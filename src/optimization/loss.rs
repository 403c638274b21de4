//! Building blocks for loss functions.

use crate::error::{CalculationError, Error, Result};

/// Turns an undefined metric into a penalty.
///
/// A metric that cannot be computed for a candidate (no crossing, range too
/// narrow) scores `penalty` instead of failing the search. Binding,
/// simulation and node lookup failures still propagate.
pub trait MetricExt {
    fn or_penalty(self, penalty: f64) -> Result<f64>;
}

impl MetricExt for Result<f64> {
    fn or_penalty(self, penalty: f64) -> Result<f64> {
        match self {
            Err(Error::Calculation(err)) => {
                tracing::debug!(error = %err, penalty, "metric undefined, using penalty");
                Ok(penalty)
            }
            other => other,
        }
    }
}

impl MetricExt for std::result::Result<f64, CalculationError> {
    fn or_penalty(self, penalty: f64) -> Result<f64> {
        self.map_err(Error::from).or_penalty(penalty)
    }
}

#[derive(Clone, Copy, Debug, PartialEq, Eq)]
pub enum TargetMode {
    /// Achieved value should stay at or below the target
    Min,
    /// Achieved value should reach at least the target
    Max,
    Target,
}

/// A weighted goal on one metric.
#[derive(Clone, Copy, Debug, PartialEq)]
pub struct Target {
    pub value: f64,
    pub weight: f64,
    pub mode: TargetMode,
}

impl Target {
    pub fn new(value: f64, weight: f64, mode: TargetMode) -> Self {
        Self { value, weight, mode }
    }

    pub fn at_most(value: f64) -> Self {
        Self::new(value, 1.0, TargetMode::Min)
    }

    pub fn at_least(value: f64) -> Self {
        Self::new(value, 1.0, TargetMode::Max)
    }

    pub fn exactly(value: f64) -> Self {
        Self::new(value, 1.0, TargetMode::Target)
    }

    pub fn with_weight(mut self, weight: f64) -> Self {
        self.weight = weight;
        self
    }

    /// Weighted shortfall, relative to the target magnitude when it is nonzero.
    pub fn compute_cost(&self, achieved: f64) -> f64 {
        let error = match self.mode {
            TargetMode::Min => (achieved - self.value).max(0.0),
            TargetMode::Max => (self.value - achieved).max(0.0),
            TargetMode::Target => (achieved - self.value).abs(),
        };
        let scale = if self.value != 0.0 { self.value.abs() } else { 1.0 };
        error / scale * self.weight
    }
}

#[cfg(test)]
mod tests {
    use super::*;
    use approx::assert_relative_eq;

    #[test]
    fn calculation_errors_become_penalties() {
        let undefined: Result<f64> = Err(CalculationError::TooFewSamples {
            metric: "bandwidth",
            axis: 1,
            values: 1,
        }
        .into());
        assert_relative_eq!(undefined.or_penalty(1e3).unwrap(), 1e3);

        let fine: Result<f64> = Ok(2.0);
        assert_relative_eq!(fine.or_penalty(1e3).unwrap(), 2.0);
    }

    #[test]
    fn other_errors_propagate() {
        let failed: Result<f64> = Err(Error::Config("boom".into()));
        assert!(matches!(failed.or_penalty(1.0), Err(Error::Config(_))));
    }

    #[test]
    fn target_costs_are_one_sided() {
        let floor = Target::at_least(60.0);
        assert_relative_eq!(floor.compute_cost(75.0), 0.0);
        assert_relative_eq!(floor.compute_cost(45.0), 0.25);

        let ceiling = Target::at_most(1e-3).with_weight(2.0);
        assert_relative_eq!(ceiling.compute_cost(5e-4), 0.0);
        assert_relative_eq!(ceiling.compute_cost(1.5e-3), 1.0, epsilon = 1e-12);

        let exact = Target::exactly(0.0);
        assert_relative_eq!(exact.compute_cost(-0.5), 0.5);
    }
}
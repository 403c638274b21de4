use std::fmt;
use std::rc::Rc;

use indexmap::IndexSet;

use super::{CircuitInstance, NodeAliases, Simulator};
use crate::config::AnalysisDefaults;
use crate::core::{Specification, SpecificationGroup};
use crate::error::Result;

/// Anything a parameter vector can be bound to.
///
/// The optimizer is generic over this: a single template binds to one
/// instance, a template group binds to one instance per member.
pub trait Bindable {
    type Bound;

    /// Names of the vector entries, in binding order.
    fn parameters(&self) -> &IndexSet<String>;

    /// Bind `values`, replacing the analysis defaults of every bound instance
    /// when `defaults` is given.
    fn bind_with(
        &self,
        values: &[f64],
        defaults: Option<&AnalysisDefaults>,
    ) -> Result<Self::Bound>;

    fn bind(&self, values: &[f64]) -> Result<Self::Bound> {
        self.bind_with(values, None)
    }
}

/// A parsed circuit description plus everything needed to simulate it.
///
/// Parsing happens once; cloning a template and instantiating circuits from it
/// shares the parsed specification and the simulator handle.
#[derive(Clone)]
pub struct CircuitTemplate {
    specification: Rc<Specification>,
    simulator: Rc<dyn Simulator>,
    aliases: Rc<NodeAliases>,
    defaults: AnalysisDefaults,
    /// Appended verbatim after the bound netlist, never parsed for placeholders.
    raw_spice: Rc<str>,
}

impl fmt::Debug for CircuitTemplate {
    fn fmt(&self, f: &mut fmt::Formatter<'_>) -> fmt::Result {
        f.debug_struct("CircuitTemplate")
            .field("parameters", self.specification.parameters())
            .field("aliases", &self.aliases)
            .field("defaults", &self.defaults)
            .field("raw_spice", &self.raw_spice)
            .finish_non_exhaustive()
    }
}

impl CircuitTemplate {
    pub fn new(netlist: impl Into<String>, simulator: Rc<dyn Simulator>) -> Self {
        Self::from_specification(Rc::new(Specification::parse(netlist)), simulator)
    }

    pub fn from_specification(specification: Rc<Specification>, simulator: Rc<dyn Simulator>) -> Self {
        Self {
            specification,
            simulator,
            aliases: Rc::new(NodeAliases::default()),
            defaults: AnalysisDefaults::default(),
            raw_spice: Rc::from(""),
        }
    }

    pub fn with_raw_spice(mut self, raw_spice: &str) -> Self {
        self.raw_spice = Rc::from(raw_spice);
        self
    }

    pub fn with_aliases(mut self, aliases: NodeAliases) -> Self {
        self.aliases = Rc::new(aliases);
        self
    }

    pub fn with_defaults(mut self, defaults: AnalysisDefaults) -> Self {
        self.defaults = defaults;
        self
    }

    pub fn specification(&self) -> &Rc<Specification> {
        &self.specification
    }

    pub fn simulator(&self) -> &dyn Simulator {
        self.simulator.as_ref()
    }

    pub fn aliases(&self) -> &NodeAliases {
        &self.aliases
    }

    pub fn defaults(&self) -> &AnalysisDefaults {
        &self.defaults
    }

    pub fn raw_spice(&self) -> &str {
        &self.raw_spice
    }

    /// Bind `values` and wrap the resulting netlist in a fresh instance.
    pub fn instantiate(&self, values: &[f64]) -> Result<CircuitInstance> {
        self.instantiate_with(values, self.defaults)
    }

    /// Like [`instantiate`](Self::instantiate), with the instance's metric
    /// accessors sweeping `defaults` instead of the template's.
    pub fn instantiate_with(
        &self,
        values: &[f64],
        defaults: AnalysisDefaults,
    ) -> Result<CircuitInstance> {
        let mut netlist = self.specification.bind(values)?;
        if !self.raw_spice.is_empty() {
            if !netlist.ends_with('\n') {
                netlist.push('\n');
            }
            netlist.push_str(&self.raw_spice);
        }
        Ok(CircuitInstance::new(self.clone(), values.to_vec(), netlist, defaults))
    }
}

impl Bindable for CircuitTemplate {
    type Bound = CircuitInstance;

    fn parameters(&self) -> &IndexSet<String> {
        self.specification.parameters()
    }

    fn bind_with(
        &self,
        values: &[f64],
        defaults: Option<&AnalysisDefaults>,
    ) -> Result<CircuitInstance> {
        self.instantiate_with(values, defaults.copied().unwrap_or(self.defaults))
    }
}

/// Templates searched together over one joint parameter vector, e.g. an AC
/// testbench and a transient testbench of the same amplifier.
#[derive(Debug, Clone)]
pub struct TemplateGroup {
    templates: Vec<CircuitTemplate>,
    group: SpecificationGroup,
}

impl TemplateGroup {
    pub fn new(templates: Vec<CircuitTemplate>) -> Self {
        let group = SpecificationGroup::new(
            templates
                .iter()
                .map(|t| Rc::clone(t.specification()))
                .collect(),
        );
        Self { templates, group }
    }

    pub fn templates(&self) -> &[CircuitTemplate] {
        &self.templates
    }

    pub fn group(&self) -> &SpecificationGroup {
        &self.group
    }
}

impl Bindable for TemplateGroup {
    type Bound = Vec<CircuitInstance>;

    fn parameters(&self) -> &IndexSet<String> {
        self.group.parameters()
    }

    /// One instance per member, in member order.
    fn bind_with(
        &self,
        values: &[f64],
        defaults: Option<&AnalysisDefaults>,
    ) -> Result<Vec<CircuitInstance>> {
        self.templates
            .iter()
            .zip(self.group.project(values)?)
            .map(|(template, local)| template.bind_with(&local, defaults))
            .collect()
    }
}

#[cfg(test)]
mod tests {
    use super::*;
    use crate::error::{Error, SimulationError};
    use crate::simulation::{Analysis, AnalysisResult};

    fn unused_simulator() -> Rc<dyn Simulator> {
        Rc::new(|_: &str, _: &Analysis| -> std::result::Result<AnalysisResult, SimulationError> {
            Err(SimulationError::Failed("not used".into()))
        })
    }

    #[test]
    fn raw_spice_is_appended_unparsed() {
        let template = CircuitTemplate::new("R1 a b {r}", unused_simulator())
            .with_raw_spice(".control\nlet x = {1}\n.endc");
        let circuit = template.instantiate(&[2e3]).unwrap();
        assert_eq!(circuit.netlist(), "R1 a b 2e3\n.control\nlet x = {1}\n.endc");
        assert_eq!(template.parameters().len(), 1);
    }

    #[test]
    fn instances_share_the_parsed_specification() {
        let template = CircuitTemplate::new("C1 a 0 {c}", unused_simulator());
        let circuit = template.instantiate(&[1e-12]).unwrap();
        assert!(Rc::ptr_eq(
            template.specification(),
            circuit.template().specification()
        ));
    }

    #[test]
    fn group_binding_returns_member_instances() {
        let sim = unused_simulator();
        let group = TemplateGroup::new(vec![
            CircuitTemplate::new("ac {w} {l}", Rc::clone(&sim)),
            CircuitTemplate::new("tran {l} {ibias}", sim),
        ]);
        let names: Vec<&str> = group.parameters().iter().map(String::as_str).collect();
        assert_eq!(names, ["w", "l", "ibias"]);

        let circuits = group.bind(&[1.0, 2.0, 3.0]).unwrap();
        assert_eq!(circuits.len(), 2);
        assert_eq!(circuits[0].values(), [1.0, 2.0]);
        assert_eq!(circuits[1].values(), [2.0, 3.0]);
        assert_eq!(circuits[1].parameter("l"), Some(2.0));

        assert!(matches!(group.bind(&[1.0]), Err(Error::Binding(_))));
    }

    #[test]
    fn override_defaults_reach_every_member() {
        let sim = unused_simulator();
        let mut narrow = AnalysisDefaults::default();
        narrow.ac.stop = 1e6;
        narrow.transient.points = 10;

        let group = TemplateGroup::new(vec![
            CircuitTemplate::new("ac {w}", Rc::clone(&sim)),
            CircuitTemplate::new("tran {w}", sim),
        ]);
        for circuit in group.bind_with(&[1.0], Some(&narrow)).unwrap() {
            assert_eq!(circuit.defaults(), &narrow);
        }
        for circuit in group.bind(&[1.0]).unwrap() {
            assert_eq!(circuit.defaults(), &AnalysisDefaults::default());
        }
    }
}
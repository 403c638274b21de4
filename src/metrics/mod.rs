//! Scalar figures of merit extracted from sampled simulation output.
//!
//! Frequency-domain functions take an ascending frequency axis `f` in Hz and
//! the complex transfer function `h` sampled on it. Time-domain functions
//! take an ascending time axis `t` in seconds and real samples `x`.
//!
//! Every crossing metric reports the *first* crossing only. The crossing is
//! located on the sampled data, then refined on the straight line through the
//! two samples around it, which keeps noise far from the crossing out of the
//! root find.

pub mod interpolate;

use std::f64::consts::SQRT_2;

use num_complex::Complex64;

use crate::error::CalculationError;
use interpolate::{LinearSegment, interpolate, interpolate_complex};

pub type MetricResult<T> = Result<T, CalculationError>;

/// Frequency at which the low-frequency gain is sampled.
pub const REFERENCE_FREQUENCY: f64 = 1.0;

#[derive(Debug, Clone, Copy, PartialEq, Eq)]
enum Direction {
    /// Reached once a sample is at or below the level.
    Falling,
    /// Reached once a sample is at or above the level.
    Rising,
}

impl Direction {
    fn reached(self, value: f64, level: f64) -> bool {
        match self {
            Direction::Falling => value <= level,
            Direction::Rising => value >= level,
        }
    }

    fn opposite(self) -> Self {
        match self {
            Direction::Falling => Direction::Rising,
            Direction::Rising => Direction::Falling,
        }
    }
}

fn check_samples(metric: &'static str, axis: &[f64], values: usize) -> MetricResult<()> {
    if axis.len() < 2 || axis.len() != values {
        return Err(CalculationError::TooFewSamples {
            metric,
            axis: axis.len(),
            values,
        });
    }
    Ok(())
}

/// Index of the first sample satisfying `predicate`.
pub fn first_index<T>(values: &[T], predicate: impl Fn(&T) -> bool) -> Option<usize> {
    values.iter().position(predicate)
}

/// Phase in degrees with every strictly positive sample shifted down by 360°,
/// so a curve that passes -180° keeps falling instead of wrapping to +180°.
pub fn adjusted_phase_degrees(h: &[Complex64]) -> Vec<f64> {
    h.iter()
        .map(|z| {
            let degrees = z.arg().to_degrees();
            if degrees > 0.0 { degrees - 360.0 } else { degrees }
        })
        .collect()
}

fn magnitudes(h: &[Complex64]) -> Vec<f64> {
    h.iter().map(|z| z.norm()).collect()
}

fn out_of_range(metric: &'static str, axis: &[f64], target: f64) -> CalculationError {
    CalculationError::OutOfRange {
        metric,
        target,
        lower: axis[0],
        upper: axis[axis.len() - 1],
    }
}

fn value_at(metric: &'static str, axis: &[f64], values: &[f64], x: f64) -> MetricResult<f64> {
    interpolate(axis, values, x).ok_or_else(|| out_of_range(metric, axis, x))
}

fn no_crossing(metric: &'static str, values: &[f64], level: f64) -> CalculationError {
    CalculationError::NoCrossing {
        metric,
        threshold: level,
        start: values[0],
        end: values[values.len() - 1],
    }
}

/// Abscissa where `values` first reaches `level`.
///
/// A crossing at the very first sample resolves to that sample.
fn first_crossing(
    metric: &'static str,
    axis: &[f64],
    values: &[f64],
    level: f64,
    direction: Direction,
    reference: f64,
) -> MetricResult<f64> {
    let Some(index) = first_index(values, |&v| direction.reached(v, level)) else {
        return Err(CalculationError::NoCrossing {
            metric,
            threshold: level,
            start: reference,
            end: values[values.len() - 1],
        });
    };

    if index == 0 {
        return Ok(axis[0]);
    }

    let segment = LinearSegment::between(axis, values, index - 1, index);
    Ok(segment.crossing(level))
}

/// Duration of the first edge that leaves `from` and reaches `to`.
///
/// The edge starts at the first sample still on the near side of `from`, so
/// a waveform that opens past both levels is measured on its first real
/// transition. Flat stretches at `from` before the edge are not counted.
fn edge_time(
    metric: &'static str,
    t: &[f64],
    x: &[f64],
    from: f64,
    to: f64,
    direction: Direction,
) -> MetricResult<f64> {
    let behind = |v: f64| direction.opposite().reached(v, from);

    let start = first_index(x, |&v| behind(v)).ok_or_else(|| no_crossing(metric, x, from))?;
    let end = first_index(&x[start + 1..], |&v| direction.reached(v, to))
        .map(|offset| start + 1 + offset)
        .ok_or_else(|| no_crossing(metric, x, to))?;

    // Last sample before the edge that has not yet left `from`
    let departure = (start..end).rev().find(|&i| behind(x[i])).unwrap_or(start);

    let leaves = LinearSegment::between(t, x, departure, departure + 1).crossing(from);
    let arrives = LinearSegment::between(t, x, end - 1, end).crossing(to);
    Ok(arrives - leaves)
}

/// Frequency where |H| first falls to |H(1 Hz)| / √2.
pub fn bandwidth(f: &[f64], h: &[Complex64]) -> MetricResult<f64> {
    const METRIC: &str = "bandwidth";
    check_samples(METRIC, f, h.len())?;

    let amplitude = magnitudes(h);
    let reference = value_at(METRIC, f, &amplitude, REFERENCE_FREQUENCY)?;
    let threshold = reference / SQRT_2;

    first_crossing(METRIC, f, &amplitude, threshold, Direction::Falling, reference)
}

/// Frequency where |H| first falls to 1.
pub fn unity_gain_frequency(f: &[f64], h: &[Complex64]) -> MetricResult<f64> {
    const METRIC: &str = "unity gain frequency";
    check_samples(METRIC, f, h.len())?;

    let amplitude = magnitudes(h);
    first_crossing(METRIC, f, &amplitude, 1.0, Direction::Falling, amplitude[0])
}

/// Frequency where the adjusted phase first reaches -180°.
pub fn positive_feedback_frequency(f: &[f64], h: &[Complex64]) -> MetricResult<f64> {
    const METRIC: &str = "positive feedback frequency";
    check_samples(METRIC, f, h.len())?;

    let phase = adjusted_phase_degrees(h);
    first_crossing(METRIC, f, &phase, -180.0, Direction::Falling, phase[0])
}

/// Phase margin in degrees: 180° minus the magnitude of the adjusted phase at
/// the unity gain frequency.
///
/// Undefined when the phase never reaches -180° over the sampled range.
pub fn phase_margin(f: &[f64], h: &[Complex64]) -> MetricResult<f64> {
    const METRIC: &str = "phase margin";
    let ugf = unity_gain_frequency(f, h)?;

    let phase = adjusted_phase_degrees(h);
    if first_index(&phase, |&p| p <= -180.0).is_none() {
        return Err(CalculationError::NoCrossing {
            metric: METRIC,
            threshold: -180.0,
            start: phase[0],
            end: phase[phase.len() - 1],
        });
    }

    let at_ugf = value_at(METRIC, f, &phase, ugf)?;
    Ok(180.0 - at_ugf.abs())
}

/// Gain margin as a plain ratio: 1 - |H| at the positive feedback frequency.
pub fn gain_margin(f: &[f64], h: &[Complex64]) -> MetricResult<f64> {
    const METRIC: &str = "gain margin";
    let crossover = positive_feedback_frequency(f, h)?;

    let amplitude = magnitudes(h);
    Ok(1.0 - value_at(METRIC, f, &amplitude, crossover)?)
}

/// Complex low-frequency gain, H interpolated at 1 Hz.
pub fn gain(f: &[f64], h: &[Complex64]) -> MetricResult<Complex64> {
    const METRIC: &str = "gain";
    check_samples(METRIC, f, h.len())?;

    interpolate_complex(f, h, REFERENCE_FREQUENCY)
        .ok_or_else(|| out_of_range(METRIC, f, REFERENCE_FREQUENCY))
}

/// Largest absolute slope between adjacent samples.
pub fn slew_rate(t: &[f64], x: &[f64]) -> MetricResult<f64> {
    check_samples("slew rate", t, x.len())?;

    Ok(t.windows(2)
        .zip(x.windows(2))
        .filter(|(dt, _)| dt[1] != dt[0])
        .map(|(dt, dx)| ((dx[1] - dx[0]) / (dt[1] - dt[0])).abs())
        .fold(0.0, f64::max))
}

fn extrema(x: &[f64]) -> (f64, f64) {
    x.iter()
        .fold((f64::INFINITY, f64::NEG_INFINITY), |(lo, hi), &v| (lo.min(v), hi.max(v)))
}

/// Time the first rising edge takes from `low` to `high`.
/// Thresholds default to the waveform's minimum and maximum.
pub fn rising_time(t: &[f64], x: &[f64], low: Option<f64>, high: Option<f64>) -> MetricResult<f64> {
    const METRIC: &str = "rising time";
    check_samples(METRIC, t, x.len())?;

    let (min, max) = extrema(x);
    let low = low.unwrap_or(min);
    let high = high.unwrap_or(max);

    edge_time(METRIC, t, x, low, high, Direction::Rising)
}

/// Time the first falling edge takes from `high` to `low`.
/// Thresholds default to the waveform's maximum and minimum.
pub fn falling_time(t: &[f64], x: &[f64], high: Option<f64>, low: Option<f64>) -> MetricResult<f64> {
    const METRIC: &str = "falling time";
    check_samples(METRIC, t, x.len())?;

    let (min, max) = extrema(x);
    let high = high.unwrap_or(max);
    let low = low.unwrap_or(min);

    edge_time(METRIC, t, x, high, low, Direction::Falling)
}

------------------------

WHAT THE TASK REQUIRES —
Copy the material above word for word, taking the first line, the line containing "pub fn with_weight(mut", and every line between them, and nothing else.

OUTPUT FOR THIS TASK —
filename src/optimization/loss.rs
repository 403c638274b21de4
//! Building blocks for loss functions.

use crate::error::{CalculationError, Error, Result};

/// Turns an undefined metric into a penalty.
///
/// A metric that cannot be computed for a candidate (no crossing, range too
/// narrow) scores `penalty` instead of failing the search. Binding,
/// simulation and node lookup failures still propagate.
pub trait MetricExt {
    fn or_penalty(self, penalty: f64) -> Result<f64>;
}

impl MetricExt for Result<f64> {
    fn or_penalty(self, penalty: f64) -> Result<f64> {
        match self {
            Err(Error::Calculation(err)) => {
                tracing::debug!(error = %err, penalty, "metric undefined, using penalty");
                Ok(penalty)
            }
            other => other,
        }
    }
}

impl MetricExt for std::result::Result<f64, CalculationError> {
    fn or_penalty(self, penalty: f64) -> Result<f64> {
        self.map_err(Error::from).or_penalty(penalty)
    }
}

#[derive(Clone, Copy, Debug, PartialEq, Eq)]
pub enum TargetMode {
    /// Achieved value should stay at or below the target
    Min,
    /// Achieved value should reach at least the target
    Max,
    Target,
}

/// A weighted goal on one metric.
#[derive(Clone, Copy, Debug, PartialEq)]
pub struct Target {
    pub value: f64,
    pub weight: f64,
    pub mode: TargetMode,
}

impl Target {
    pub fn new(value: f64, weight: f64, mode: TargetMode) -> Self {
        Self { value, weight, mode }
    }

    pub fn at_most(value: f64) -> Self {
        Self::new(value, 1.0, TargetMode::Min)
    }

    pub fn at_least(value: f64) -> Self {
        Self::new(value, 1.0, TargetMode::Max)
    }

    pub fn exactly(value: f64) -> Self {
        Self::new(value, 1.0, TargetMode::Target)
    }

    pub fn with_weight(mut self, weight: f64) -> Self {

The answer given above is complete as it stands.